How America's idiotic drug prohibition helped kill Philando Castile and give the policeman who killed him an excuse to walk free

Drug war madness strikes again

Published June 25, 2017 9:59AM (EDT)

Dashcam video of the killing of Philando Castile (Minnesota Bureau of Criminal Apprehension dashcam video screengrab)
Dashcam video of the killing of Philando Castile (Minnesota Bureau of Criminal Apprehension dashcam video screengrab)

This article originally appeared on AlterNet.

The Minnesota cop who was acquitted last week of killing Philando Castile used the fact that he smelled marijuana in the car as part of his defense.

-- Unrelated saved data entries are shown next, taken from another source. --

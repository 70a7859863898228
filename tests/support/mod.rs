#![allow(dead_code)]

use std::{
    collections::HashMap,
    net::SocketAddr,
    sync::{
        atomic::{AtomicBool, AtomicUsize, Ordering},
        Arc, Mutex,
    },
    time::Duration,
};

use async_trait::async_trait;
use serde_json::{json, Map};
use url::Url;
use uuid::Uuid;
use wayfarer::{
    config::AppConfig,
    error::AppError,
    models::{
        invitation::Invitation,
        trip::Trip,
        user::{AuthOutcome, AuthSession, Credentials, User},
    },
    services::{
        backend::{AuthErrorKind, AuthGateway, BackendError, SignUpRequest, TripStore},
        invites::{InvitationMailer, LogOnlyMailer},
    },
    state::AppState,
};

#[derive(Debug)]
struct Account {
    password: String,
    user: User,
}

/// In-memory stand-in for the hosted auth + database service.
#[derive(Debug, Default)]
pub struct FakeBackend {
    accounts: Mutex<HashMap<String, Account>>,
    sessions: Mutex<HashMap<String, User>>,
    refresh_tokens: Mutex<HashMap<String, User>>,
    trips: Mutex<Vec<Trip>>,
    pub fail_trips: AtomicBool,
    pub sign_in_calls: AtomicUsize,
    pub sign_up_calls: AtomicUsize,
    pub refresh_calls: AtomicUsize,
}

impl FakeBackend {
    pub fn register(&self, email: &str, password: &str) -> User {
        let user = User::new(email);
        self.accounts.lock().unwrap().insert(
            email.to_string(),
            Account {
                password: password.to_string(),
                user: user.clone(),
            },
        );
        user
    }

    pub fn add_trip(&self, user_id: &Uuid, destination: &str, start_date: &str, end_date: &str) {
        let mut trips = self.trips.lock().unwrap();
        let id = trips.len() + 1;
        trips.push(Trip {
            id: json!(id),
            user_id: user_id.to_string(),
            destination: destination.to_string(),
            start_date: start_date.to_string(),
            end_date: end_date.to_string(),
            extra: Map::new(),
        });
    }

    pub fn open_session(&self, user: &User) -> String {
        let token = Uuid::new_v4().to_string();
        self.sessions
            .lock()
            .unwrap()
            .insert(token.clone(), user.clone());
        token
    }

    /// Lets every issued access token lapse; refresh tokens stay valid.
    pub fn expire_access_tokens(&self) {
        self.sessions.lock().unwrap().clear();
    }

    fn session_for(&self, user: &User) -> AuthSession {
        let refresh_token = Uuid::new_v4().to_string();
        self.refresh_tokens
            .lock()
            .unwrap()
            .insert(refresh_token.clone(), user.clone());
        AuthSession {
            access_token: self.open_session(user),
            refresh_token,
            expires_in: Some(3600),
            user: user.clone(),
        }
    }
}

#[async_trait]
impl AuthGateway for FakeBackend {
    async fn sign_in_with_password(
        &self,
        credentials: &Credentials,
    ) -> Result<AuthSession, BackendError> {
        self.sign_in_calls.fetch_add(1, Ordering::SeqCst);
        let user = {
            let accounts = self.accounts.lock().unwrap();
            accounts
                .get(&credentials.email)
                .filter(|account| account.password == credentials.password)
                .map(|account| account.user.clone())
        };
        match user {
            Some(user) => Ok(self.session_for(&user)),
            None => Err(BackendError::auth(
                AuthErrorKind::InvalidCredentials,
                "Invalid login credentials",
            )),
        }
    }

    async fn sign_up(&self, request: &SignUpRequest) -> Result<AuthOutcome, BackendError> {
        self.sign_up_calls.fetch_add(1, Ordering::SeqCst);
        if self.accounts.lock().unwrap().contains_key(&request.email) {
            return Err(BackendError::auth(
                AuthErrorKind::UserAlreadyExists,
                "User already registered",
            ));
        }
        let mut user = self.register(&request.email, &request.password);
        user.user_metadata = request.data.clone();
        if let Some(account) = self.accounts.lock().unwrap().get_mut(&request.email) {
            account.user = user.clone();
        }
        Ok(self.session_for(&user).into())
    }

    async fn get_user(&self, access_token: &str) -> Result<User, BackendError> {
        self.sessions
            .lock()
            .unwrap()
            .get(access_token)
            .cloned()
            .ok_or_else(|| BackendError::auth(AuthErrorKind::SessionMissing, "invalid JWT"))
    }

    async fn refresh_session(&self, refresh_token: &str) -> Result<AuthSession, BackendError> {
        self.refresh_calls.fetch_add(1, Ordering::SeqCst);
        let user = self.refresh_tokens.lock().unwrap().remove(refresh_token);
        match user {
            Some(user) => Ok(self.session_for(&user)),
            None => Err(BackendError::auth(
                AuthErrorKind::SessionMissing,
                "Invalid Refresh Token: Refresh Token Not Found",
            )),
        }
    }

    async fn sign_out(&self, access_token: &str) -> Result<(), BackendError> {
        if let Some(user) = self.sessions.lock().unwrap().remove(access_token) {
            self.refresh_tokens
                .lock()
                .unwrap()
                .retain(|_, owner| owner.id != user.id);
        }
        Ok(())
    }
}

#[async_trait]
impl TripStore for FakeBackend {
    async fn trips_for_user(
        &self,
        _access_token: &str,
        user_id: &Uuid,
    ) -> Result<Vec<Trip>, BackendError> {
        if self.fail_trips.load(Ordering::SeqCst) {
            return Err(BackendError::Status {
                status: 500,
                body: "relation \"trips\" does not exist".into(),
            });
        }
        let owner = user_id.to_string();
        let mut trips: Vec<Trip> = self
            .trips
            .lock()
            .unwrap()
            .iter()
            .filter(|trip| trip.user_id == owner)
            .cloned()
            .collect();
        trips.sort_by(|a, b| a.start_date.cmp(&b.start_date));
        Ok(trips)
    }
}

pub struct FailingMailer;

#[async_trait]
impl InvitationMailer for FailingMailer {
    async fn deliver(&self, _invitation: &Invitation) -> Result<(), AppError> {
        Err(AppError::Other(anyhow::anyhow!("smtp relay unreachable")))
    }
}

pub fn test_config() -> AppConfig {
    AppConfig {
        supabase_url: Url::parse("http://127.0.0.1:54321").unwrap(),
        supabase_anon_key: "test-anon-key".into(),
        listen_addr: SocketAddr::from(([127, 0, 0, 1], 0)),
        cookie_secret: "test-cookie-secret".into(),
        cookie_secure: false,
        backend_timeout: Duration::from_secs(1),
        invite_delay: Duration::ZERO,
    }
}

pub fn app_state(backend: Arc<FakeBackend>) -> AppState {
    let mailer = Arc::new(LogOnlyMailer::new(Duration::ZERO));
    AppState::new(test_config(), backend.clone(), backend, mailer)
}

pub fn app_state_with_mailer(
    backend: Arc<FakeBackend>,
    mailer: Arc<dyn InvitationMailer>,
) -> AppState {
    AppState::new(test_config(), backend.clone(), backend, mailer)
}
pub mod api;
pub mod auth;
pub mod pages;

use axum::Router;
use tower_http::services::ServeDir;

use crate::state::AppState;

pub fn create_router(state: AppState) -> Router {
    Router::new()
        .merge(pages::router())
        .merge(auth::router())
        .merge(api::router())
        .nest_service("/static", ServeDir::new("static"))
        .with_state(state)
}
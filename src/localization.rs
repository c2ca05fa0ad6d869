//! # Localization Module
//!
//! Reply texts live in Fluent catalogs under `locales/<lang>/main.ftl` and are
//! embedded into the binary at compile time. Traditional Chinese is the
//! default; English is available through the `BOT_LOCALE` setting.

use anyhow::Result;
use fluent_bundle::concurrent::FluentBundle;
use fluent_bundle::FluentResource;
use std::collections::HashMap;
use std::sync::LazyLock;
use unic_langid::LanguageIdentifier;

pub const DEFAULT_LANGUAGE: &str = "zh-TW";

const CATALOGS: [(&str, &str); 2] = [
    ("zh-TW", include_str!("../locales/zh-TW/main.ftl")),
    ("en", include_str!("../locales/en/main.ftl")),
];

/// Localization manager for the bot's replies
pub struct LocalizationManager {
    bundles: HashMap<String, FluentBundle<FluentResource>>,
}

impl LocalizationManager {
    /// Create a new localization manager with every embedded catalog loaded
    pub fn new() -> Result<Self> {
        let mut bundles = HashMap::new();

        for (code, source) in CATALOGS {
            let locale: LanguageIdentifier = code.parse()?;
            bundles.insert(code.to_string(), Self::create_bundle(locale, source)?);
        }

        Ok(Self { bundles })
    }

    fn create_bundle(
        locale: LanguageIdentifier,
        source: &str,
    ) -> Result<FluentBundle<FluentResource>> {
        let mut bundle = FluentBundle::new_concurrent(vec![locale]);
        // Isolation marks would leak into the chat client as invisible characters
        bundle.set_use_isolating(false);

        let resource = FluentResource::try_new(source.to_string())
            .map_err(|(_, errors)| anyhow::anyhow!("Invalid Fluent catalog: {errors:?}"))?;
        bundle
            .add_resource(resource)
            .map_err(|errors| anyhow::anyhow!("Duplicate Fluent messages: {errors:?}"))?;

        Ok(bundle)
    }

    /// Whether a catalog exists for the given language code
    pub fn is_supported(&self, language: &str) -> bool {
        self.bundles.contains_key(language)
    }

    /// Get a localized message, falling back to the default language
    pub fn get_message_in_language(&self, key: &str, language: &str) -> String {
        let bundle = match self
            .bundles
            .get(language)
            .or_else(|| self.bundles.get(DEFAULT_LANGUAGE))
        {
            Some(bundle) => bundle,
            None => return format!("Missing translation: {key}"),
        };

        let msg = match bundle.get_message(key) {
            Some(msg) => msg,
            None => return format!("Missing translation: {key}"),
        };

        let pattern = match msg.value() {
            Some(pattern) => pattern,
            None => return format!("Missing value for key: {key}"),
        };

        let mut errors = vec![];
        bundle.format_pattern(pattern, None, &mut errors).into_owned()
    }
}

static LOCALIZATION_MANAGER: LazyLock<LocalizationManager> = LazyLock::new(|| {
    LocalizationManager::new().unwrap_or_else(|e| {
        tracing::error!(error = %e, "Failed to load localization catalogs");
        LocalizationManager {
            bundles: HashMap::new(),
        }
    })
});

/// Get the shared localization manager
pub fn get_localization_manager() -> &'static LocalizationManager {
    &LOCALIZATION_MANAGER
}

/// Convenience function to get a localized message in a specific language
pub fn t_lang(key: &str, language: &str) -> String {
    get_localization_manager().get_message_in_language(key, language)
}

Whether Officer Jeronimo Yanez really believed Castile's presumed pot use made him more dangerous or whether the testimony influenced the jury's decision to acquit remains unknown, but its use in his defense illustrates the enduring demonization of the plant and its users.

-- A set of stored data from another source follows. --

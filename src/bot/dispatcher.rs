//! Intent Dispatcher module for turning a text message into a reply

use rand::rngs::StdRng;
use rand::seq::SliceRandom;
use rand::SeedableRng;
use std::sync::{Arc, Mutex};
use tracing::{debug, error, info, warn};

// Import localization
use crate::localization::t_lang;

// Import intent classification
use crate::intent::{classify, Intent};

// Import dialogue types
use crate::dialogue::{ConversationState, ConversationStore};

// Import API clients
use crate::errors::StoryError;
use crate::news::{NewsArticle, NewsClient};
use crate::story::StoryClient;

// Import reply formatting
use super::reply_builder::format_news_article;

/// Drives the conversation: classifies each message, calls the news or story
/// API when needed, and produces the reply text.
pub struct IntentDispatcher {
    news: Arc<dyn NewsClient>,
    story: Arc<dyn StoryClient>,
    store: Arc<dyn ConversationStore>,
    language: String,
    rng: Mutex<StdRng>,
}

impl IntentDispatcher {
    pub fn new(
        news: Arc<dyn NewsClient>,
        story: Arc<dyn StoryClient>,
        store: Arc<dyn ConversationStore>,
        language: impl Into<String>,
    ) -> Self {
        Self {
            news,
            story,
            store,
            language: language.into(),
            rng: Mutex::new(StdRng::from_entropy()),
        }
    }

    /// Use a deterministic article picker
    pub fn with_rng_seed(mut self, seed: u64) -> Self {
        self.rng = Mutex::new(StdRng::seed_from_u64(seed));
        self
    }

    /// Produce the reply for one message from `user_id`
    ///
    /// Never fails: every upstream problem becomes a fixed reply and a log line.
    pub async fn handle(&self, text: &str, user_id: &str) -> String {
        let state = self.store.get(user_id).await;
        let intent = classify(text, state);
        debug!(user_id = %user_id, ?state, ?intent, "Classified message");

        match intent {
            Intent::ContinueStory { theme } => self.continue_story(&theme, user_id).await,
            Intent::NewsRequest { keyword } if keyword.is_empty() => {
                t_lang("news-keyword-missing", &self.language)
            }
            Intent::NewsRequest { keyword } => self.lookup_news(&keyword, user_id).await,
            Intent::StoryRequest => {
                self.store
                    .set(user_id, ConversationState::AwaitingStoryTheme)
                    .await;
                info!(user_id = %user_id, "Waiting for story theme");
                t_lang("story-theme-prompt", &self.language)
            }
            Intent::Fallback => t_lang("fallback-help", &self.language),
        }
    }

    async fn continue_story(&self, theme: &str, user_id: &str) -> String {
        info!(user_id = %user_id, theme = %theme, "Fetching story for theme");
        // Reset before the call so a dropped request cannot leave the user pending
        self.store.clear(user_id).await;
        let result = self.story.generate(theme, user_id).await;

        match result {
            Ok(story) => {
                info!(user_id = %user_id, chars = story.chars().count(), "Story generated");
                story
            }
            Err(StoryError::MissingStory) => {
                warn!(user_id = %user_id, "Story API returned no story");
                t_lang("story-unavailable", &self.language)
            }
            Err(e) => {
                error!(user_id = %user_id, error = %e, "Failed to generate story");
                t_lang("story-failed", &self.language)
            }
        }
    }

    async fn lookup_news(&self, keyword: &str, user_id: &str) -> String {
        info!(user_id = %user_id, keyword = %keyword, "Fetching news");

        let articles = match self.news.search(keyword).await {
            Ok(response) if response.is_ok() => response.articles,
            Ok(response) => {
                warn!(user_id = %user_id, status = %response.status, "News search was not successful");
                Vec::new()
            }
            Err(e) => {
                error!(user_id = %user_id, error = %e, "News search failed");
                Vec::new()
            }
        };

        match self.pick_article(&articles) {
            Some(article) => format_news_article(article, &self.language),
            None => t_lang("news-not-found", &self.language),
        }
    }

    fn pick_article<'a>(&self, articles: &'a [NewsArticle]) -> Option<&'a NewsArticle> {
        let mut rng = self.rng.lock().unwrap_or_else(|poisoned| poisoned.into_inner());
        articles.choose(&mut *rng)
    }
}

Castile's killing last year sparked angry demonstrations and made national headlines after his girlfriend, Diamond Reynolds, live-streamed the aftermath of the shooting on Facebook, with a mortally wounded Castile moaning as Reynolds cries, "That police just killed my boyfriend, he's licensed, and he was trying to get his wallet out of his pocket, and he let the officer know he had a firearm and he was reaching for his wallet, and the officer just shot him in his arm."

In the video, Yanez is visibly agitated: "I told him not to reach for it; I told him to get hand up!" he yells.

"You told him to get his ID, sir," Reynolds responds, as her four-year-old daughter in the back seat attempts to comfort her. "Oh my God, please don't tell me he's dead," Reynolds moans. "Please don't tell me my boyfriend just went like that."

Castile did go just like that, though. He was pronounced dead at the Hennepin County Medical Center 20 minutes after Yanez opened fire, shooting seven bullets at him.

Dashcam video from Yanez's patrol car, not released until Tuesday, shows it only took 30 seconds before Yanez opened fire:

Yanez didn't mention marijuana in Reynolds' video, but in court transcripts of his testimony, Yanez said he opened fire on Castile in part because he could smell marijuana and he assumed Castile had been using it in front of the child.

"I thought I was gonna die and I thought if he's — if he has the guts and audacity to smoke marijuana in front of the five-year-old girl and risk her lungs and risk her life by giving her secondhand smoke, and the front-seat passenger doing the same thing, then what — what care does he give about me?" Yanez said.

The argument is that smoking pot in front of kids makes one a stone-cold killer. Never mind the hyperbole; in Yanez's mind, someone who would smoke pot around kids is not only endangering his own life, but would be willing to kill a cop over a pot charge or a broken taillight (the original reason for the traffic stop).

Police later did find traces of marijuana in the vehicle, and defense attorneys used that fact and the marijuana odor to insinuate that Castile was so high he was slow to comply with Yanez's demands. That made Yanez even more suspicious, the defense claimed.

But Yanez's claims about secondhand smoke border on the bizarre. Yes, ingesting secondhand pot smoke can be harmful, but secondhand smoke is quite different from intent to harm a police officer. And the most notorious source of unwanted secondhand smoke is cigarettes, yet no one insinuates that smoking tobacco around kids makes one more likely to be a cop-killer. Yanez and his defense attorneys were singing a Reefer Madness tune with this claim.

Despite Yanez's claims and phobias, pot smokers are no more likely to behave violently than non-users, and in fact, some research shows they are less likely to. A 2014 study in the journal Psychology of Addictive Behaviors found that marijuana use among couples was associated with lower risk of domestic violence.

Philado Castile was black. That was strike one. He was armed (and admitted it). That was strike two. And he was a pot smoker. That was strike three. Reefer Madness, either in the mind of Officer Yanez or the minds of the jurors, or both, helped kill Phil Castile.


By Phillip Smith

Phillip Smith is a senior writing fellow and the editor and chief correspondent of Drug Reporter, a project of the Independent Media Institute. He has been a drug policy journalist for the past two decades. He is the longtime author of the Drug War Chronicle, the online publication of the non-profit StopTheDrugWar.org, and has been the editor of AlterNet’s Drug Reporter since 2015. He was awarded the Drug Policy Alliance’s Edwin M. Brecher Award for Excellence in Media in 2013.